Export processing zones (EPZs) have mushroomed across Africa. Their logic is to attract export-oriented manufacturing investment to boost economies. EPZs, although they create controversy in certain circles, have been highl successful in Asia, central and Latin American countries. Is the attempt by Africa to follow suit bearing fruits?
African states, from Egypt in the north to Zambia in the south, have embraced export processing zones (EPZ) as a strategy to attract foreign investment. Also known as special economic zones, industrial development zones or free trade zones, the EPZ aims to attract export-oriented manufacturing investment by setting aside enclaves where investors receive a wide range of incentives and developed infrastructure.

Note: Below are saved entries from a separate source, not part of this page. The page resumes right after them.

//! String-shaped built-ins: substring family, case, trim, padding, simple
//! and regex replace/match, and concatenation/joining.

use crate::cnf::FUNCTION_ALLOCATION_LIMIT;
use crate::err::{Error, Result};
use crate::value::Value;
use regex::Regex;

fn limit(name: &str, n: usize) -> Result<()> {
	if n > *FUNCTION_ALLOCATION_LIMIT {
		Err(Error::eval(format!("{name}: output must not exceed {} bytes", *FUNCTION_ALLOCATION_LIMIT)))
	} else {
		Ok(())
	}
}

fn as_string(v: &Value) -> String {
	match v {
		Value::Null => String::new(),
		other => other.to_display_string(),
	}
}

fn as_int(v: &Value, name: &str) -> Result<i64> {
	v.as_f64().map(|n| n as i64).ok_or_else(|| Error::type_error(format!("{name}: expected a number argument")))
}

/// Java-style substring. A negative `end` counts back from `len`
/// (`substring(name, 0, -5)` on `"John Smith"` yields `"John"`), via
/// `len + end` clamped into `[begin, len]`.
pub fn substring(args: &[Value]) -> Result<Value> {
	let s = as_string(&args[0]);
	let chars: Vec<char> = s.chars().collect();
	let len = chars.len() as i64;
	let begin = as_int(&args[1], "substring")?.clamp(0, len);
	let raw_end = as_int(&args[2], "substring")?;
	let end = if raw_end < 0 {
		len + raw_end
	} else {
		raw_end
	};
	let end = end.clamp(begin, len);
	if begin >= end {
		return Ok(Value::String(String::new()));
	}
	Ok(Value::String(chars[begin as usize..end as usize].iter().collect()))
}

pub fn substring_before(args: &[Value]) -> Result<Value> {
	let s = as_string(&args[0]);
	let sub = as_string(&args[1]);
	if sub.is_empty() {
		return Ok(Value::String(s));
	}
	match s.find(&sub) {
		Some(idx) => Ok(Value::String(s[..idx].to_owned())),
		None => Ok(Value::String(s)),
	}
}

pub fn substring_before_last(args: &[Value]) -> Result<Value> {
	let s = as_string(&args[0]);
	let sub = as_string(&args[1]);
	if sub.is_empty() {
		return Ok(Value::String(s));
	}
	match s.rfind(&sub) {
		Some(idx) => Ok(Value::String(s[..idx].to_owned())),
		None => Ok(Value::String(s)),
	}
}

pub fn substring_after(args: &[Value]) -> Result<Value> {
	let s = as_string(&args[0]);
	let sub = as_string(&args[1]);
	if sub.is_empty() {
		return Ok(Value::String(s));
	}
	match s.find(&sub) {
		Some(idx) => Ok(Value::String(s[idx + sub.len()..].to_owned())),
		None => Ok(Value::String(s)),
	}
}

pub fn substring_after_last(args: &[Value]) -> Result<Value> {
	let s = as_string(&args[0]);
	let sub = as_string(&args[1]);
	if sub.is_empty() {
		return Ok(Value::String(s));
	}
	match s.rfind(&sub) {
		Some(idx) => Ok(Value::String(s[idx + sub.len()..].to_owned())),
		None => Ok(Value::String(s)),
	}
}

/// Filter function: empty needle is always contained.
pub fn contains(args: &[Value]) -> Result<Value> {
	let s = as_string(&args[0]);
	let needle = as_string(&args[1]);
	Ok(Value::Bool(needle.is_empty() || s.contains(&needle)))
}

pub fn starts_with(args: &[Value]) -> Result<Value> {
	let s = as_string(&args[0]);
	let needle = as_string(&args[1]);
	Ok(Value::Bool(needle.is_empty() || s.starts_with(&needle)))
}

pub fn ends_with(args: &[Value]) -> Result<Value> {
	let s = as_string(&args[0]);
	let needle = as_string(&args[1]);
	Ok(Value::Bool(needle.is_empty() || s.ends_with(&needle)))
}

fn compile_regex(pattern: &str) -> Result<Regex> {
	Regex::new(pattern).map_err(|e| Error::eval(format!("invalid regular expression: {e}")))
}

pub fn contains_regex(args: &[Value]) -> Result<Value> {
	let s = as_string(&args[0]);
	let re = compile_regex(&as_string(&args[1]))?;
	Ok(Value::Bool(re.is_match(&s)))
}

pub fn matches_regex(args: &[Value]) -> Result<Value> {
	let s = as_string(&args[0]);
	let re = compile_regex(&as_string(&args[1]))?;
	match re.find(&s) {
		Some(m) => Ok(Value::Bool(m.start() == 0 && m.end() == s.len())),
		None => Ok(Value::Bool(false)),
	}
}

pub fn replace(args: &[Value]) -> Result<Value> {
	let s = as_string(&args[0]);
	let find = as_string(&args[1]);
	let repl = as_string(&args[2]);
	if find.is_empty() || !s.contains(&find) {
		return Ok(Value::String(s));
	}
	limit("replace", s.len() + s.matches(&find).count() * repl.len())?;
	Ok(Value::String(s.replace(&find, &repl)))
}

pub fn replace_regex(args: &[Value]) -> Result<Value> {
	let s = as_string(&args[0]);
	let re = compile_regex(&as_string(&args[1]))?;
	let repl = as_string(&args[2]);
	Ok(Value::String(re.replace_all(&s, repl.as_str()).into_owned()))
}

pub fn replace_null(args: &[Value]) -> Result<Value> {
	Ok(if args[0].is_null() {
		args[1].clone()
	} else {
		args[0].clone()
	})
}

pub fn not_fn(args: &[Value]) -> Result<Value> {
	Ok(Value::Bool(!args[0].is_truthy()))
}

pub fn trim(args: &[Value]) -> Result<Value> {
	match &args[0] {
		Value::Array(items) => Ok(Value::Array(
			items.iter().map(|v| Value::String(as_string(v).trim().to_owned())).collect(),
		)),
		other => Ok(Value::String(as_string(other).trim().to_owned())),
	}
}

pub fn to_uppercase(args: &[Value]) -> Result<Value> {
	Ok(Value::String(as_string(&args[0]).to_uppercase()))
}

pub fn to_lowercase(args: &[Value]) -> Result<Value> {
	Ok(Value::String(as_string(&args[0]).to_lowercase()))
}

pub fn concat(args: &[Value]) -> Result<Value> {
	let parts: Vec<String> = args.iter().map(as_string).collect();
	limit("concat", parts.iter().map(String::len).sum())?;
	Ok(Value::String(parts.concat()))
}

/// `join(sep, ...)`: arrays among the remaining args are flattened in order.
pub fn join(args: &[Value]) -> Result<Value> {
	let sep = as_string(&args[0]);
	let mut parts = Vec::new();
	for v in &args[1..] {
		match v {
			Value::Array(items) => parts.extend(items.iter().map(as_string)),
			other => parts.push(as_string(other)),
		}
	}
	limit("join", parts.iter().map(String::len).sum::<usize>() + parts.len().saturating_mul(sep.len()))?;
	Ok(Value::String(parts.join(&sep)))
}

/// Pads to `n` characters. The default pad is `"_"`; a pad string longer
/// than the remaining width is truncated so the result is exactly `n` long.
pub fn pad_left(args: &[Value]) -> Result<Value> {
	pad(args, true)
}

pub fn pad_right(args: &[Value]) -> Result<Value> {
	pad(args, false)
}

fn pad(args: &[Value], left: bool) -> Result<Value> {
	if args[0].is_null() {
		return Ok(Value::Null);
	}
	let s = as_string(&args[0]);
	let n = as_int(&args[1], "pad")?.max(0) as usize;
	let pad_str = args.get(2).map(as_string).filter(|s| !s.is_empty()).unwrap_or_else(|| "_".to_owned());
	let len = s.chars().count();
	if n <= len {
		return Ok(Value::String(s));
	}
	let needed = n - len;
	let mut filler = String::new();
	while filler.chars().count() < needed {
		filler.push_str(&pad_str);
	}
	let filler: String = filler.chars().take(needed).collect();
	Ok(Value::String(if left {
		format!("{filler}{s}")
	} else {
		format!("{s}{filler}")
	}))
}

pub fn is_empty(args: &[Value]) -> Result<Value> {
	let empty = match &args[0] {
		Value::Null => true,
		Value::String(s) => s.is_empty(),
		Value::Array(a) => a.is_empty(),
		Value::Map(m) => m.is_empty(),
		_ => false,
	};
	Ok(Value::Bool(empty))
}

pub fn is_blank(args: &[Value]) -> Result<Value> {
	let blank = match &args[0] {
		Value::Null => true,
		Value::String(s) => s.trim().is_empty(),
		_ => false,
	};
	Ok(Value::Bool(blank))
}

#[cfg(test)]
mod tests {
	use super::*;

	#[test]
	fn substring_negative_end_matches_worked_example() {
		let v = substring(&[Value::String("John Smith".into()), Value::Long(0), Value::Long(-5)]).unwrap();
		assert_eq!(v, Value::String("John".into()));
	}

	#[test]
	fn substring_begin_after_end_is_empty() {
		let v = substring(&[Value::String("abcdef".into()), Value::Long(4), Value::Long(2)]).unwrap();
		assert_eq!(v, Value::String(String::new()));
	}

	#[test]
	fn pad_left_truncates_long_pad_string() {
		let v = pad_left(&[Value::String("MyString".into()), Value::Long(10), Value::String("aVeryLongPadding".into())])
			.unwrap();
		assert_eq!(v, Value::String("aVMyString".into()));
	}

	#[test]
	fn pad_left_repeats_short_pad_string() {
		let v = pad_left(&[Value::String("MyString".into()), Value::Long(20), Value::String("few".into())]).unwrap();
		assert_eq!(v, Value::String("fewfewfewfewMyString".into()));
	}

	#[test]
	fn substring_before_not_found_returns_unchanged() {
		let v = substring_before(&[Value::String("hello".into()), Value::String("z".into())]).unwrap();
		assert_eq!(v, Value::String("hello".into()));
	}

	#[test]
	fn contains_empty_needle_is_true() {
		let v = contains(&[Value::String("hello".into()), Value::String(String::new())]).unwrap();
		assert_eq!(v, Value::Bool(true));
	}
}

They have been very successful in Asia. Industrialisation in countries such as China, Taiwan, Hong Kong and Singapore was propelled by implementing policies that promoted the creation of special investment and export processing zones.
China, for instance, established – between 1979 and 1988 – five major special economic zones (SEZs), and opened a further 14 coastal cities to investors. The strategy helped to attract foreign direct investment into industry and increased manufactured exports, ultimately creating GDP growth and employment.
While most nations were developing the foundations of an export-based economy which focused on the development of a manufacturing sector, Africa stagnated, relying on the export of raw materials. But the trend is gradually changing with countries adopting strategies and policies that will improve their standing on the world economic stage.